Alors évidemment, on la voit, logiquement, en tigresse faisant la moue en Katerina Ismaïlova sur la couverture du CD de Lady Macbeth du district de Mtsensk de Chostakovitch dans la version de Myung-Whun Chung chez DG, sa plus grande incarnation discographique. On se souvient d’elle dans la vidéo de Salomé mise en scène par son mari, Peter Hall, à Londres en 1992, et dans une Carmen de terre et de feu à Glyndebourne en 1985 qui rend encore plus incompréhensible le choix de Julia Migenes pour le film de Francesco Rosi (1984).

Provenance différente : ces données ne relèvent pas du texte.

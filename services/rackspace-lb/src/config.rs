// Licensed to the Apache Software Foundation (ASF) under one
// or more contributor license agreements.  See the NOTICE file
// distributed with this work for additional information
// regarding copyright ownership.  The ASF licenses this file
// to you under the Apache License, Version 2.0 (the
// "License"); you may not use this file except in compliance
// with the License.  You may obtain a copy of the License at
//
//   http://www.apache.org/licenses/LICENSE-2.0
//
// Unless required by applicable law or agreed to in writing,
// software distributed under the License is distributed on an
// "AS IS" BASIS, WITHOUT WARRANTIES OR CONDITIONS OF ANY
// KIND, either express or implied.  See the License for the
// specific language governing permissions and limitations
// under the License.

use std::fmt::{Debug, Formatter};

use nimbus_core::utils::{non_empty, Redact};
use nimbus_core::{Context, Endpoint, Error, Result};
use serde::Deserialize;

use crate::{MockRackspaceLbService, RackspaceLbApi, RackspaceLbService, Region};

/// Env name of the username.
pub const RACKSPACE_USERNAME: &str = "RACKSPACE_USERNAME";
/// Env name of the api key.
pub const RACKSPACE_API_KEY: &str = "RACKSPACE_API_KEY";
/// Env name of the region.
pub const RACKSPACE_REGION: &str = "RACKSPACE_REGION";

/// Config carries all the configuration for Rackspace Cloud Load Balancers.
#[derive(Clone, Deserialize)]
#[serde(default, deny_unknown_fields)]
pub struct Config {
    /// `rackspace_username` will be loaded from
    ///
    /// - this field if it's `is_some`
    /// - env value: [`RACKSPACE_USERNAME`]
    pub rackspace_username: Option<String>,
    /// `rackspace_api_key` will be loaded from
    ///
    /// - this field if it's `is_some`
    /// - env value: [`RACKSPACE_API_KEY`]
    pub rackspace_api_key: Option<String>,
    /// Token to use instead of authenticating, requires `rackspace_account_id`
    /// or `rackspace_lb_endpoint`.
    pub rackspace_auth_token: Option<String>,
    /// Account id the load balancers belong to.
    pub rackspace_account_id: Option<String>,
    /// `rackspace_region` will be loaded from
    ///
    /// - this field if it's `is_some`
    /// - env value: [`RACKSPACE_REGION`]
    ///
    /// Default to `dfw`.
    pub rackspace_region: Option<String>,
    /// Full load balancer endpoint including account, overrides region and account.
    pub rackspace_lb_endpoint: Option<String>,
    /// Auth endpoint, default to the region's v1.0 auth endpoint.
    pub rackspace_auth_url: Option<String>,
    /// Keep the connection open between calls, default to `true`.
    pub persistent: bool,
    /// Build the in-memory mock instead of the real service.
    pub mock: bool,
}

impl Default for Config {
    fn default() -> Self {
        Self {
            rackspace_username: None,
            rackspace_api_key: None,
            rackspace_auth_token: None,
            rackspace_account_id: None,
            rackspace_region: None,
            rackspace_lb_endpoint: None,
            rackspace_auth_url: None,
            persistent: true,
            mock: false,
        }
    }
}

impl Debug for Config {
    fn fmt(&self, f: &mut Formatter<'_>) -> std::fmt::Result {
        f.debug_struct("Config")
            .field("rackspace_username", &self.rackspace_username)
            .field("rackspace_api_key", &Redact::from(&self.rackspace_api_key))
            .field(
                "rackspace_auth_token",
                &Redact::from(&self.rackspace_auth_token),
            )
            .field("rackspace_account_id", &self.rackspace_account_id)
            .field("rackspace_region", &self.rackspace_region)
            .field("rackspace_lb_endpoint", &self.rackspace_lb_endpoint)
            .field("rackspace_auth_url", &self.rackspace_auth_url)
            .field("persistent", &self.persistent)
            .field("mock", &self.mock)
            .finish()
    }
}

/// How the service gets its token.
#[derive(Clone)]
pub(crate) enum Auth {
    /// Token and endpoint are known up front.
    Token { token: String, endpoint: Endpoint },
    /// Authenticate against the v1.0 auth endpoint.
    Key {
        username: String,
        api_key: String,
        auth: Endpoint,
    },
}

impl Config {
    /// Load config from env.
    ///
    /// Fields that are already set are kept.
    pub fn from_env(mut self, ctx: &Context) -> Self {
        let fields = [
            (&mut self.rackspace_username, RACKSPACE_USERNAME),
            (&mut self.rackspace_api_key, RACKSPACE_API_KEY),
            (&mut self.rackspace_region, RACKSPACE_REGION),
        ];
        for (field, key) in fields {
            if field.is_none() {
                *field = ctx.env_var(key).filter(|v| non_empty(v).is_some());
            }
        }
        self
    }

    /// Resolve the region, `dfw` if not set.
    pub fn region(&self) -> Result<Region> {
        match self.rackspace_region.as_deref().and_then(non_empty) {
            Some(region) => region.parse(),
            None => Ok(Region::default()),
        }
    }

    /// Resolve the load balancer endpoint for an account.
    pub fn lb_endpoint(&self, account_id: &str) -> Result<Endpoint> {
        if let Some(url) = self.rackspace_lb_endpoint.as_deref().and_then(non_empty) {
            return Endpoint::parse(url);
        }

        let account_id = non_empty(account_id)
            .ok_or_else(|| Error::config_invalid("rackspace account id is required"))?;
        let region = self.region()?;
        Ok(Endpoint::new(
            "https",
            &region.host(),
            443,
            &format!("/v1.0/{account_id}"),
        ))
    }

    pub(crate) fn auth(&self) -> Result<Auth> {
        if let Some(token) = self.rackspace_auth_token.as_deref().and_then(non_empty) {
            let account_id = self.rackspace_account_id.as_deref().unwrap_or_default();
            return Ok(Auth::Token {
                token: token.to_string(),
                endpoint: self.lb_endpoint(account_id)?,
            });
        }

        let username = self.rackspace_username.as_deref().and_then(non_empty);
        let api_key = self.rackspace_api_key.as_deref().and_then(non_empty);
        let (Some(username), Some(api_key)) = (username, api_key) else {
            return Err(Error::credential_invalid(
                "rackspace_username and rackspace_api_key are required",
            ));
        };

        let auth = match self.rackspace_auth_url.as_deref().and_then(non_empty) {
            Some(url) => Endpoint::parse(url)?,
            None => Endpoint::parse(self.region()?.auth_url())?,
        };
        Ok(Auth::Key {
            username: username.to_string(),
            api_key: api_key.to_string(),
            auth,
        })
    }

    /// Build the service.
    pub fn build(&self, ctx: &Context) -> Result<Box<dyn RackspaceLbApi>> {
        if self.mock {
            return Ok(Box::new(MockRackspaceLbService::new()));
        }

        Ok(Box::new(RackspaceLbService::new(ctx.clone(), self)?))
    }
}

#[cfg(test)]
mod tests {
    use super::*;
    use nimbus_core::ErrorKind;
    use pretty_assertions::assert_eq;

    #[test]
    fn test_lb_endpoint() -> Result<()> {
        let cfg = Config {
            rackspace_region: Some("ord".to_string()),
            ..Default::default()
        };

        assert_eq!(
            cfg.lb_endpoint("123456")?.to_string(),
            "https://ord.loadbalancers.api.rackspacecloud.com/v1.0/123456"
        );
        Ok(())
    }

    #[test]
    fn test_lb_endpoint_override() -> Result<()> {
        let cfg = Config {
            rackspace_region: Some("syd".to_string()),
            rackspace_lb_endpoint: Some("http://localhost:8080/v1.0/42".to_string()),
            ..Default::default()
        };

        assert_eq!(
            cfg.lb_endpoint("")?,
            Endpoint::new("http", "localhost", 8080, "/v1.0/42")
        );
        Ok(())
    }

    #[test]
    fn test_token_requires_account() {
        let cfg = Config {
            rackspace_auth_token: Some("token".to_string()),
            ..Default::default()
        };

        let err = cfg.auth().err().expect("account id is required");
        assert_eq!(err.kind(), ErrorKind::ConfigInvalid);
    }

    #[test]
    fn test_key_auth_uses_region_auth_url() -> Result<()> {
        let cfg = Config {
            rackspace_username: Some("user".to_string()),
            rackspace_api_key: Some("key".to_string()),
            rackspace_region: Some("lon".to_string()),
            ..Default::default()
        };

        match cfg.auth()? {
            Auth::Key { auth, .. } => assert_eq!(auth.host, "lon.auth.api.rackspacecloud.com"),
            Auth::Token { .. } => panic!("key auth expected"),
        }
        Ok(())
    }

    #[test]
    fn test_missing_credential() {
        let err = Config::default().auth().err().expect("credential is required");
        assert_eq!(err.kind(), ErrorKind::CredentialInvalid);
    }
}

Mais ce serait une erreur de réduire Maria Ewing à des rôles d’héroïnes exaltées. À l’annonce de sa disparition, le Metropolitan Opera a publié sur YouTube un extrait de sa Blanche de la Force dans la légendaire production de John Dexter (1977) de Dialogues des Carmélites de Poulenc, la dernière à New York avant que Yannick Nézet-Séguin remette l’œuvre à l’affiche. Maria Ewing fut aussi la Mélisande dans le Pelléas et Mélisande de Claudio Abbado au disque et elle incarna plusieurs héroïnes mozartiennes, notamment Zerlina et Dorabella.

Un tandem

Maria Ewing, née à Detroit en 1950 d’une mère néerlandaise et d’un père afro-américain, devient, à Cleveland, l’élève de la soprano Eleanor Steber. Remarquée dès 1973 par James Levine, elle fait ses grands débuts en 1976 à Salzbourg et au Metropolitan dans Les noces de Figaro de Mozart (rôle de Cherubino). Levine lui confie Blanche de la Force dès l’année suivante. Son dernier rôle à New York sera Marie dans Wozzeck de Berg en 1997.

En 1978, Maria Ewing rencontre le metteur en scène Peter Hall, célèbre directeur de la Royal Shakespeare Company, alors qu’elle chante Dorabella dans Così fan tutte de Mozart à Glyndebourne, sous la direction de Bernard Haitink. La chanteuse épouse Peter Hall en 1982. Ils auront une fille, l’actrice Rebecca Hall.

Le couple travaillera souvent ensemble. Au Met dans Carmen, et surtout dans Salomé en 1986 à Los Angeles, une production qui rendra Maria Ewing célèbre, car, lors d’une danse torride, elle s’y déleste des sept voiles jusqu’à la nudité. Parmi les autres collaborations du tandem Hall-Ewing, on verra la chanteuse en Didon dans la grande production des Troyens de Berlioz au Met en 1993. Il s’agira alors d’un retour après six années de brouille totale avec l’institution new-yorkaise et surtout avec James Levine, qui avait choisi Agnes Baltsa pour le tournage, en 1987, de la production de Carmen en vidéo.

Maria Ewing et Peter Hall divorceront en 1990, et la chanteuse abandonnera la scène à la fin des années 1990. Peter Hall, lui, est décédé en 2017 à l’âge de 87 ans.